N-iX (4.2/5) is worth a look if you need extending an EU retailer's analytics team with ML engineers. If your situation matches that, N-iX is a competitive option.
Related comparisons
Turing vs N-iX FAQ
Is Turing better than N-iX?
Turing (4.5/5) scores higher overall, but "better" depends on your use case. Turing's strongest advantage: says it can present matched engineers in three to five days (per company website; independently unverifiable). N-iX's strongest advantage: data-platform depth suits AI work that depends on messy enterprise data.
How do Turing and N-iX differ in pricing?
Turing uses monthly or hourly billing per engineer; two-week trial; rates on request pricing.
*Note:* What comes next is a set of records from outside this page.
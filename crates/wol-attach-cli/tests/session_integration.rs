#![allow(clippy::unwrap_used)] // Integration tests use unwrap for brevity

//! Integration tests for the attached session loop.
//!
//! Each test runs a throwaway WebSocket server on localhost, standing in for
//! the machine API's `/{name}/connect` terminal endpoint.

use std::net::SocketAddr;
use std::rc::Rc;
use std::time::Duration;

use futures_util::{SinkExt, StreamExt};
use tokio::io::AsyncWriteExt;
use tokio::net::TcpListener;
use tokio_tungstenite::tungstenite::Message;
use tokio_tungstenite::tungstenite::protocol::CloseFrame;
use tokio_tungstenite::tungstenite::protocol::frame::coding::CloseCode;
use tokio_tungstenite::{MaybeTlsStream, WebSocketStream, accept_async, connect_async};

use wol_attach_cli::session::run_session;
use wol_attach_cli::stream_terminal::StreamTerminal;
use wol_attach_core::{AttachOptions, SessionEnvelope};

type ServerWs = WebSocketStream<tokio::net::TcpStream>;
type ClientWs = WebSocketStream<MaybeTlsStream<tokio::net::TcpStream>>;

const TIMEOUT: Duration = Duration::from_secs(5);

/// Accept one client and hand its socket to `handler`.
async fn serve_once<F, Fut>(handler: F) -> SocketAddr
where
    F: FnOnce(ServerWs) -> Fut + Send + 'static,
    Fut: Future<Output = ()> + Send + 'static,
{
    let listener = TcpListener::bind("127.0.0.1:0").await.unwrap();
    let addr = listener.local_addr().unwrap();
    tokio::spawn(async move {
        let (stream, _) = listener.accept().await.unwrap();
        let ws = accept_async(stream).await.unwrap();
        handler(ws).await;
    });
    addr
}

async fn connect(addr: SocketAddr) -> ClientWs {
    let (ws, _) = connect_async(format!("ws://{addr}/desktop/connect"))
        .await
        .unwrap();
    ws
}

async fn close_normally(mut ws: ServerWs) {
    let _ = ws
        .close(Some(CloseFrame {
            code: CloseCode::Normal,
            reason: "done".into(),
        }))
        .await;
    while let Some(Ok(_)) = ws.next().await {}
}

// =========================================================================
// Bidirectional sessions
// =========================================================================

#[tokio::test]
async fn typed_input_is_echoed_to_display() {
    let addr = serve_once(|mut ws| async move {
        if let Some(Ok(message)) = ws.next().await {
            ws.send(message).await.unwrap();
        }
        close_normally(ws).await;
    })
    .await;

    let ws = connect(addr).await;
    let (mut keyboard, input) = tokio::io::duplex(64);
    keyboard.write_all(b"uptime\r").await.unwrap();

    let terminal = Rc::new(StreamTerminal::new(Vec::new()));
    let summary = tokio::time::timeout(
        TIMEOUT,
        run_session(ws, input, Rc::clone(&terminal), AttachOptions::default()),
    )
    .await
    .unwrap()
    .unwrap();

    assert_eq!(*terminal.output(), b"uptime\r".to_vec());
    assert_eq!(summary.frames_sent, 1);
    assert_eq!(summary.frames_received, 1);
    assert_eq!(summary.close_code, Some(1000));
    drop(keyboard);
}

#[tokio::test]
async fn input_eof_closes_session() {
    let addr = serve_once(|mut ws| async move {
        while let Some(Ok(message)) = ws.next().await {
            if message.is_close() {
                break;
            }
        }
        let _ = ws.close(None).await;
    })
    .await;

    let ws = connect(addr).await;
    let terminal = Rc::new(StreamTerminal::new(Vec::new()));
    let summary = tokio::time::timeout(
        TIMEOUT,
        run_session(ws, &b""[..], Rc::clone(&terminal), AttachOptions::default()),
    )
    .await
    .unwrap()
    .unwrap();

    assert_eq!(summary.frames_sent, 0);
    assert!(terminal.output().is_empty());
}

// =========================================================================
// Read-only and enveloped sessions
// =========================================================================

#[tokio::test]
async fn read_only_session_displays_text_and_binary() {
    let addr = serve_once(|mut ws| async move {
        ws.send(Message::text("welcome\r\n")).await.unwrap();
        ws.send(Message::binary(vec![0x1b, b'[', b'2', b'J']))
            .await
            .unwrap();
        close_normally(ws).await;
    })
    .await;

    let ws = connect(addr).await;
    let (_keyboard, input) = tokio::io::duplex(64);
    let terminal = Rc::new(StreamTerminal::new(Vec::new()));
    let options = AttachOptions::default().with_bidirectional(false);
    let summary = tokio::time::timeout(
        TIMEOUT,
        run_session(ws, input, Rc::clone(&terminal), options),
    )
    .await
    .unwrap()
    .unwrap();

    assert_eq!(*terminal.output(), b"welcome\r\n\x1b[2J".to_vec());
    assert_eq!(summary.frames_sent, 0);
    assert_eq!(summary.frames_received, 2);
}

#[tokio::test]
async fn envelope_session_hides_control_traffic() {
    let addr = serve_once(|mut ws| async move {
        let Some(Ok(Message::Text(text))) = ws.next().await else {
            return;
        };
        let request: serde_json::Value = serde_json::from_str(text.as_str()).unwrap();
        assert_eq!(request["type"], "data");
        assert_eq!(request["session_id"], 7);

        ws.send(Message::text(
            r#"{"type":"control","session_id":7,"control":"ping"}"#,
        ))
        .await
        .unwrap();
        let reply = serde_json::json!({
            "type": "data",
            "session_id": 7,
            "data": format!("ran {}", request["data"].as_str().unwrap()),
        });
        ws.send(Message::text(reply.to_string())).await.unwrap();
        close_normally(ws).await;
    })
    .await;

    let ws = connect(addr).await;
    let (mut keyboard, input) = tokio::io::duplex(64);
    keyboard.write_all(b"ls").await.unwrap();

    let terminal = Rc::new(StreamTerminal::new(Vec::new()));
    let options = SessionEnvelope::new("desktop", 7).attach_options();
    let summary = tokio::time::timeout(
        TIMEOUT,
        run_session(ws, input, Rc::clone(&terminal), options),
    )
    .await
    .unwrap()
    .unwrap();

    assert_eq!(*terminal.output(), b"ran ls".to_vec());
    assert_eq!(summary.frames_received, 2);
    drop(keyboard);
}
N-iX uses time and materials; dedicated teams; rates on request pricing. Neither firm publishes a full rate card; a discovery call is required for project-specific quotes.
Which is better for enterprise: Turing or N-iX?
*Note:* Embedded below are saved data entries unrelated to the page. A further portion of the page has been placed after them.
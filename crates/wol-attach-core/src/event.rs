//! Single-threaded event emitter.
//!
//! Stands in for the host's event targets (socket `message`/`close`/`error`,
//! terminal `data`/`binary`). Everything runs on one thread inside event
//! callbacks, so the registry lives in an `Rc<RefCell<..>>` and no locking is
//! involved.

use std::cell::RefCell;
use std::fmt;
use std::rc::{Rc, Weak};

use tracing::warn;

use crate::disposable::Subscription;
use crate::error::Result;

/// Boxed event listener. An error stops dispatch and is returned to the
/// code that emitted the event.
pub type Listener<T> = Box<dyn FnMut(&T) -> Result<()>>;

type SharedListener<T> = Rc<RefCell<Listener<T>>>;

struct Registry<T> {
    next_id: u64,
    listeners: Vec<(u64, SharedListener<T>)>,
}

impl<T> Registry<T> {
    fn contains(&self, id: u64) -> bool {
        self.listeners.iter().any(|(i, _)| *i == id)
    }
}

/// Event source with disposable listener registrations.
pub struct Emitter<T> {
    registry: Rc<RefCell<Registry<T>>>,
}

impl<T: 'static> Emitter<T> {
    pub fn new() -> Self {
        Self {
            registry: Rc::new(RefCell::new(Registry {
                next_id: 0,
                listeners: Vec::new(),
            })),
        }
    }

    /// Register a listener. Disposing the returned handle unregisters it.
    pub fn subscribe(&self, listener: Listener<T>) -> Subscription {
        let id = {
            let mut registry = self.registry.borrow_mut();
            let id = registry.next_id;
            registry.next_id += 1;
            registry
                .listeners
                .push((id, Rc::new(RefCell::new(listener))));
            id
        };

        let registry: Weak<RefCell<Registry<T>>> = Rc::downgrade(&self.registry);
        Subscription::new(move || {
            if let Some(registry) = registry.upgrade() {
                registry.borrow_mut().listeners.retain(|(i, _)| *i != id);
            }
        })
    }

    /// Dispatch `event` to every listener in registration order.
    ///
    /// Listeners unregistered by an earlier listener in the same dispatch are
    /// skipped.
    pub fn emit(&self, event: &T) -> Result<()> {
        let snapshot: Vec<(u64, SharedListener<T>)> = self.registry.borrow().listeners.clone();

        for (id, listener) in snapshot {
            if !self.registry.borrow().contains(id) {
                continue;
            }
            let Ok(mut listener) = listener.try_borrow_mut() else {
                warn!(listener_id = id, "Skipping re-entrant dispatch to running listener");
                continue;
            };
            (*listener)(event)?;
        }
        Ok(())
    }

    pub fn listener_count(&self) -> usize {
        self.registry.borrow().listeners.len()
    }
}

impl<T: 'static> Default for Emitter<T> {
    fn default() -> Self {
        Self::new()
    }
}

impl<T> fmt::Debug for Emitter<T> {
    fn fmt(&self, f: &mut fmt::Formatter<'_>) -> fmt::Result {
        f.debug_struct("Emitter")
            .field("listeners", &self.registry.borrow().listeners.len())
            .finish()
    }
}

#[cfg(test)]
#[allow(clippy::unwrap_used)]
mod tests {
    use super::*;
    use crate::error::Error;
    use std::cell::Cell;

    #[test]
    fn emit_reaches_listeners_in_order() {
        let emitter: Emitter<u32> = Emitter::new();
        let seen = Rc::new(RefCell::new(Vec::new()));

        let s1 = Rc::clone(&seen);
        let _a = emitter.subscribe(Box::new(move |v: &u32| {
            s1.borrow_mut().push(("a", *v));
            Ok(())
        }));
        let s2 = Rc::clone(&seen);
        let _b = emitter.subscribe(Box::new(move |v: &u32| {
            s2.borrow_mut().push(("b", *v));
            Ok(())
        }));

        emitter.emit(&7).unwrap();
        assert_eq!(*seen.borrow(), vec![("a", 7), ("b", 7)]);
    }

    #[test]
    fn disposed_listener_is_not_called() {
        let emitter: Emitter<()> = Emitter::new();
        let hits = Rc::new(Cell::new(0));
        let h = Rc::clone(&hits);
        let mut sub = emitter.subscribe(Box::new(move |_: &()| {
            h.set(h.get() + 1);
            Ok(())
        }));

        emitter.emit(&()).unwrap();
        sub.dispose();
        emitter.emit(&()).unwrap();

        assert_eq!(hits.get(), 1);
        assert_eq!(emitter.listener_count(), 0);
    }

    #[test]
    fn listener_removed_mid_dispatch_is_skipped() {
        let emitter: Emitter<()> = Emitter::new();
        let victim: Rc<RefCell<Option<Subscription>>> = Rc::new(RefCell::new(None));
        let victim_hits = Rc::new(Cell::new(0));

        let v = Rc::clone(&victim);
        let _first = emitter.subscribe(Box::new(move |_: &()| {
            if let Some(mut sub) = v.borrow_mut().take() {
                sub.dispose();
            }
            Ok(())
        }));
        let h = Rc::clone(&victim_hits);
        *victim.borrow_mut() = Some(emitter.subscribe(Box::new(move |_: &()| {
            h.set(h.get() + 1);
            Ok(())
        })));

        emitter.emit(&()).unwrap();
        assert_eq!(victim_hits.get(), 0);
        assert_eq!(emitter.listener_count(), 1);
    }

    #[test]
    fn reentrant_emit_skips_running_listener() {
        let emitter: Rc<Emitter<u32>> = Rc::new(Emitter::new());
        let outer_hits = Rc::new(Cell::new(0));
        let inner_result = Rc::new(Cell::new(None));
        let other_seen = Rc::new(RefCell::new(Vec::new()));

        let weak = Rc::downgrade(&emitter);
        let hits = Rc::clone(&outer_hits);
        let result = Rc::clone(&inner_result);
        let _reentrant = emitter.subscribe(Box::new(move |v: &u32| {
            hits.set(hits.get() + 1);
            if let Some(emitter) = weak.upgrade() {
                result.set(Some(emitter.emit(&(v + 1)).is_ok()));
            }
            Ok(())
        }));
        let seen = Rc::clone(&other_seen);
        let _other = emitter.subscribe(Box::new(move |v: &u32| {
            seen.borrow_mut().push(*v);
            Ok(())
        }));

        emitter.emit(&0).unwrap();

        assert_eq!(outer_hits.get(), 1);
        assert_eq!(inner_result.get(), Some(true));
        assert_eq!(*other_seen.borrow(), vec![1, 0]);
    }

    #[test]
    fn listener_error_stops_dispatch() {
        let emitter: Emitter<()> = Emitter::new();
        let later = Rc::new(Cell::new(false));
        let _a = emitter.subscribe(Box::new(|_: &()| Err(Error::SocketClosed)));
        let l = Rc::clone(&later);
        let _b = emitter.subscribe(Box::new(move |_: &()| {
            l.set(true);
            Ok(())
        }));

        let err = emitter.emit(&()).unwrap_err();
        assert!(matches!(err, Error::SocketClosed));
        assert!(!later.get());
    }

    #[test]
    fn dispose_after_emitter_dropped_is_noop() {
        let emitter: Emitter<()> = Emitter::new();
        let mut sub = emitter.subscribe(Box::new(|_: &()| Ok(())));
        drop(emitter);
        sub.dispose();
        assert!(sub.is_disposed());
    }
}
Turing is the larger team and typically the better enterprise-scale choice. For very large programmes, verify team size and compliance coverage directly with each company before shortlisting.
What are the main differences between Turing and N-iX?
Turing's primary differentiator is: an AI-first network whose engineers also do model training and evaluation work for frontier labs. N-iX's primary differentiator is: data engineering and ML from a 2,000-person European employer with two decades of delivery history. They also differ in team size (4,000+ staff; 4M-profile talent network (per company) vs 2,000+), minimum engagement (Not published vs Not published), and primary industries served (Software & SaaS, AI research labs vs Financial services, Telecommunications).
Verify all details directly with each company before making a decision.